In object-oriented programming, we are used to objects holding references to other objects, forming some sort of object graph. However, traditional SQL-style relational databases work off of tables of primitive data, using foreign keys and join tables to express relationships. Figuring out how to get our classes to map to relational tables is aggravating, and it usually results in a lot of boilerplate code.

Traditional Android development uses SQLiteDatabase for interacting with SQLite. That, in turn, uses Cursor objects to represent the results of queries and ContentValues objects to represent data to be inserted or updated. While Cursor and ContentValues are objects, they are fairly generic, much in the way that a HashMap or ArrayList is generic. In particular, neither Cursor nor ContentValues has any of our business logic. We have to somehow either wrap that around those objects or convert between those objects and some of ours.
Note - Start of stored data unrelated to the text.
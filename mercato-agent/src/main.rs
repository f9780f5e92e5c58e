use application::preloader::IntentSignal;
use application::queries::QueryPolicy;
use application::Application;
use application::value::CachedValue;
use client_http::{HttpCatalog, SseStockFeed};
use mercato::domain::{CacheConfig, LocationContext};
use mercato::ports::{CacheStore, CatalogBackend, StorageFactory};
use mercato::stock::StockStream;
use shared::config::Config;
use std::sync::Arc;
use std::time::Duration;
use storage_engine::StorageBackendFactory;
use tracing::{info, warn};

#[tokio::main]
async fn main() {
    // Initialize tracing
    tracing_subscriber::fmt()
        .with_env_filter(
            tracing_subscriber::EnvFilter::try_from_default_env()
                .unwrap_or_else(|_| tracing_subscriber::EnvFilter::new("info")),
        )
        .init();

    info!("Starting Mercato agent...");

    // Load environment variables from .env file (if exists)
    match dotenvy::dotenv() {
        Ok(_) => info!("Loaded environment variables from .env file"),
        Err(_) => info!("No .env file found, using system environment variables"),
    }

    let config = Config::from_env();

    let backend =
        Arc::new(HttpCatalog::from_config(&config).expect("failed to build HTTP client"));
    match backend.health().await {
        Ok(()) => info!("Backend reachable at {}", config.api_base_url),
        Err(e) => warn!("Backend health check failed: {} (fetches will retry)", e),
    }

    let mut cache_config = CacheConfig::new("catalog");
    cache_config.max_entries = config.cache_max_entries;
    cache_config.default_ttl = config
        .cache_max_entries
        .map(|_| Duration::from_secs(config.categories_ttl_secs));
    cache_config.sweep_interval = config.sweep_secs.map(Duration::from_secs);
    let store: Arc<dyn CacheStore<CachedValue>> = StorageBackendFactory.create(&cache_config);

    let app = Application::new(store, backend.clone(), QueryPolicy::from_config(&config));

    let feed =
        Arc::new(SseStockFeed::from_config(&config).expect("failed to build stream client"));
    let stream = StockStream::new(feed, Duration::from_secs(config.reconnect_backoff_secs));
    stream.clone().init();

    let _updates = stream.subscribe(|update| {
        info!(
            "stock update: product {} now at {} unit(s), {} variant(s)",
            update.product_id,
            update.stock,
            update.variant_stocks.len()
        );
    });

    if config.pincode.is_some() || config.global_mode {
        let ctx = LocationContext::new(config.pincode.clone(), config.global_mode);
        info!(
            "Warming catalog for pincode {:?} ({})",
            ctx.pincode,
            ctx.mode().as_str()
        );
        app.preloader.signal(IntentSignal::LocationResolved {
            pincode: ctx.pincode.clone(),
            global_mode: ctx.global_mode,
        });

        // Seed stock snapshots from the listing so readers have figures
        // before the first push arrives.
        match app.queries.products(&ctx).await {
            Ok(products) => {
                stream.seed_products(&products);
                info!("Seeded stock snapshots for {} product(s)", products.len());
            }
            Err(e) => warn!("Product listing fetch failed: {} (stream will fill in)", e),
        }
    }

    info!("Agent running; press Ctrl+C to stop");
    shutdown_signal().await;
    info!("Agent shutdown complete");
}

async fn shutdown_signal() {
    use tokio::signal;

    let ctrl_c = async {
        signal::ctrl_c()
            .await
            .expect("Failed to install Ctrl+C handler");
    };

    #[cfg(unix)]
    let terminate = async {
        signal::unix::signal(signal::unix::SignalKind::terminate())
            .expect("Failed to install signal handler")
            .recv()
            .await;
    };

    #[cfg(not(unix))]
    let terminate = std::future::pending::<()>();

    tokio::select! {
        _ = ctrl_c => {
            info!("Received Ctrl+C signal");
        },
        _ = terminate => {
            info!("Received terminate signal");
        },
    }

    info!("Shutting down gracefully...");
}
That latter approach is what object-relational mapping engines (ORMs) take. A typical ORM works off of Java/Kotlin code and either generates a suitable database structure or works with you to identify how the classes should map to some existing table structure (e.g., a legacy one that you are stuck with). The ORM usually generates some code for you, and supplies a library, which in combination hide much of the database details from you.

The quintessential Java ORM is Hibernate. However, Hibernate was developed with server-side Java in mind and is not well-suited for slim platfoms like Android devices. However, a vast roster of Android ORMs and similar libraries have been created over the years to try to fill that gap. Some of the more popular ones have been:

Room also helps with the object-relational impedance mismatch. It is not as deep of an ORM as some of the others, as you will be dealing with SQL a fair bit. However, Room has one huge advantage: it is from Google, and therefore it will be deemed “official” in the eyes of many developers and managers.

While this book is focused on Room, you may wish to explore other ORMs if you are interested in using Java/Kotlin objects but saving the data in SQLite. Room is popular, but it is far from the only option. In particular, if you are interested in Kotlin/Multiplatform for cross-platform development, you will want to look at SQLDelight, so your database operations can also be cross-platform.